First: if you're unsure or afraid of anything, just ask or submit the issue or pull request anyways. You won't be yelled at for giving your best effort. The worst that can happen is that you'll be politely asked to change something. We appreciate any sort of contributions, and don't want a wall of rules to get in the way of that.
That said, if you want to ensure that a pull request is likely to be merged, talk to us! A great way to do this is in issues themselves. When you want to work on an issue, comment on it first and tell us the approach you want to take.
Getting Started
Some Ways to Contribute
- Report potential bugs.
- Suggest product enhancements.
- Increase our test coverage.
- Fix a bug.
- Implement a requested enhancement.
- Improve our guides and documentation.

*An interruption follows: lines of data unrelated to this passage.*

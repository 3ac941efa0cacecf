use crate::error::{AppError, AppResult};
use crate::services::cycles_service::CyclePolicy;
use crate::services::entitlement_service::{EntitlementPolicy, OpenEndPolicy};
use crate::utils::WeekCounting;
use chrono::Weekday;
use rust_decimal::Decimal;
use serde::Deserialize;
use std::str::FromStr;

#[derive(Deserialize, Clone, Debug)]
pub struct Config {
    #[serde(default = "default_log_level")]
    pub log_level: String,
    #[serde(default = "default_log_format")]
    pub log_format: String,

    #[serde(default = "default_cycle_weeks")]
    pub cycle_weeks: u32,
    #[serde(default = "default_cycle_start_weekday")]
    pub cycle_start_weekday: String,

    #[serde(default = "default_holiday_hours_per_week")]
    pub holiday_hours_per_week: String,
    #[serde(default = "default_sick_cert_annual_hours")]
    pub sick_cert_annual_hours: String,
    #[serde(default = "default_sick_uncert_annual_hours")]
    pub sick_uncert_annual_hours: String,
    #[serde(default = "default_proration_weeks")]
    pub proration_weeks: u32,
    #[serde(default = "default_week_counting")]
    pub week_counting: String,
    #[serde(default = "default_open_end_policy")]
    pub open_end_policy: String,
}

#[derive(Clone, Debug)]
pub struct LoggingConfig {
    pub level: String,
    pub format: String,
}

// Default value functions
fn default_log_level() -> String {
    "info".to_string()
}
fn default_log_format() -> String {
    "json".to_string()
}
fn default_cycle_weeks() -> u32 {
    52
}
fn default_cycle_start_weekday() -> String {
    "monday".to_string()
}
fn default_holiday_hours_per_week() -> String {
    "1.56".to_string()
}
fn default_sick_cert_annual_hours() -> String {
    "56".to_string()
}
fn default_sick_uncert_annual_hours() -> String {
    "8".to_string()
}
fn default_proration_weeks() -> u32 {
    52
}
fn default_week_counting() -> String {
    "inclusive".to_string()
}
fn default_open_end_policy() -> String {
    "cycle_end".to_string()
}

impl Default for Config {
    fn default() -> Self {
        Self {
            log_level: default_log_level(),
            log_format: default_log_format(),
            cycle_weeks: default_cycle_weeks(),
            cycle_start_weekday: default_cycle_start_weekday(),
            holiday_hours_per_week: default_holiday_hours_per_week(),
            sick_cert_annual_hours: default_sick_cert_annual_hours(),
            sick_uncert_annual_hours: default_sick_uncert_annual_hours(),
            proration_weeks: default_proration_weeks(),
            week_counting: default_week_counting(),
            open_end_policy: default_open_end_policy(),
        }
    }
}

impl Config {
    pub fn from_env() -> AppResult<Self> {
        dotenvy::dotenv().ok();

        let config = envy::from_env::<Config>()
            .map_err(|e| AppError::Config(format!("Failed to load config: {}", e)))?;

        config.validate()?;
        Ok(config)
    }

    pub fn validate(&self) -> AppResult<()> {
        if self.cycle_weeks == 0 {
            return Err(AppError::Config("CYCLE_WEEKS must be > 0".to_string()));
        }

        if self.proration_weeks == 0 {
            return Err(AppError::Config("PRORATION_WEEKS must be > 0".to_string()));
        }

        if !matches!(self.log_format.as_str(), "json" | "pretty") {
            return Err(AppError::Config(format!(
                "LOG_FORMAT must be 'json' or 'pretty', got '{}'",
                self.log_format
            )));
        }

        // Building the policies runs every remaining parse check.
        self.cycle_policy()?;
        self.entitlement_policy()?;
        Ok(())
    }

    pub fn cycle_policy(&self) -> AppResult<CyclePolicy> {
        let start_weekday = Weekday::from_str(self.cycle_start_weekday.trim()).map_err(|_| {
            AppError::Config(format!(
                "CYCLE_START_WEEKDAY is not a weekday: '{}'",
                self.cycle_start_weekday
            ))
        })?;

        Ok(CyclePolicy {
            weeks: self.cycle_weeks,
            start_weekday,
        })
    }

    pub fn entitlement_policy(&self) -> AppResult<EntitlementPolicy> {
        let week_counting = WeekCounting::from_str(&self.week_counting)
            .map_err(|e| AppError::Config(format!("WEEK_COUNTING: {}", e)))?;
        let open_end = OpenEndPolicy::from_str(&self.open_end_policy)
            .map_err(|e| AppError::Config(format!("OPEN_END_POLICY: {}", e)))?;

        Ok(EntitlementPolicy {
            holiday_hours_per_week: parse_hours("HOLIDAY_HOURS_PER_WEEK", &self.holiday_hours_per_week)?,
            sick_cert_annual_hours: parse_hours("SICK_CERT_ANNUAL_HOURS", &self.sick_cert_annual_hours)?,
            sick_uncert_annual_hours: parse_hours(
                "SICK_UNCERT_ANNUAL_HOURS",
                &self.sick_uncert_annual_hours,
            )?,
            proration_weeks: self.proration_weeks,
            week_counting,
            open_end,
            standard_term_weeks: self.cycle_weeks,
        })
    }

    pub fn logging(&self) -> LoggingConfig {
        LoggingConfig {
            level: self.log_level.clone(),
            format: self.log_format.clone(),
        }
    }
}

fn parse_hours(key: &str, raw: &str) -> AppResult<Decimal> {
    let value = Decimal::from_str(raw.trim())
        .map_err(|e| AppError::Config(format!("{} is not a decimal ('{}'): {}", key, raw, e)))?;
    if value.is_sign_negative() {
        return Err(AppError::Config(format!("{} must not be negative", key)));
    }
    Ok(value)
}
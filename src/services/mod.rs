pub mod context;
pub mod cycles_service;
pub mod departments_service;
pub mod entitlement_service;
pub mod ledger_service;
pub mod participants_service;
pub mod reports_service;
pub mod schemes_service;
pub mod summaries_service;

pub use context::{Policies, RequestContext};
pub use cycles_service::CyclesService;
pub use departments_service::DepartmentsService;
pub use ledger_service::LedgerService;
pub use participants_service::ParticipantsService;
pub use reports_service::ReportsService;
pub use schemes_service::SchemesService;
pub use summaries_service::SummariesService;

use uuid::Uuid;

use crate::db::Store;
use crate::db::models::{Department, Participant, ProjectCycle, Scheme};
use crate::error::{AppError, AppResult};

// Scoped loads: an entity owned by another scheme is reported as absent.

pub(crate) fn load_scheme<S: Store>(store: &S, ctx: &RequestContext) -> AppResult<Scheme> {
    store
        .get_scheme(ctx.scheme_id)?
        .ok_or_else(|| AppError::not_found("scheme"))
}

pub(crate) fn load_participant<S: Store>(
    store: &S,
    ctx: &RequestContext,
    participant_id: Uuid,
) -> AppResult<Participant> {
    store
        .get_participant(participant_id)?
        .filter(|p| p.scheme_id == ctx.scheme_id)
        .ok_or(AppError::MissingParticipant { id: participant_id })
}

pub(crate) fn load_cycle<S: Store>(
    store: &S,
    ctx: &RequestContext,
    cycle_id: Uuid,
) -> AppResult<ProjectCycle> {
    store
        .get_cycle(cycle_id)?
        .filter(|c| c.scheme_id == ctx.scheme_id)
        .ok_or(AppError::MissingCycle { id: cycle_id })
}

pub(crate) fn load_department<S: Store>(
    store: &S,
    ctx: &RequestContext,
    department_id: Uuid,
) -> AppResult<Department> {
    store
        .get_department(department_id)?
        .filter(|d| d.scheme_id == ctx.scheme_id)
        .ok_or_else(|| AppError::not_found("department"))
}
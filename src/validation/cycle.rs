use chrono::{Datelike, NaiveDate, Weekday};

use crate::db::models::NewProjectCycle;
use crate::error::AppError;

pub fn validate_cycle_start(start_date: NaiveDate, expected: Weekday) -> Result<(), AppError> {
    let actual = start_date.weekday();
    if actual != expected {
        return Err(AppError::InvalidCycleStart {
            date: start_date,
            actual,
            expected,
        });
    }
    Ok(())
}

pub fn validate_create_cycle(req: &NewProjectCycle, expected: Weekday) -> Result<(), AppError> {
    if req.sequence_number <= 0 {
        return Err(AppError::validation("Project number must be positive"));
    }
    validate_cycle_start(req.start_date, expected)?;
    if let Some(end_date) = req.end_date {
        if end_date < req.start_date {
            return Err(AppError::validation(
                "Project end date cannot be before its start date",
            ));
        }
    }
    Ok(())
}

Consul's Guides, Docs, and api godoc are deployed from this repo.
- Respond to questions about usage on the issue tracker or mailing list.
Reporting an Issue:
Note: Issues on GitHub for Consul are intended to be related to bugs or feature requests. Questions should be directed to other community resources such as the: Mailing List, FAQ, or Guides.
-
Make sure you test against the latest released version. It is possible we already fixed the bug you're experiencing. However, if you are on an older version of Consul and feel the issue is critical, do let us know.
-
Check existing issues (both open and closed) to make sure it has not been reported previously.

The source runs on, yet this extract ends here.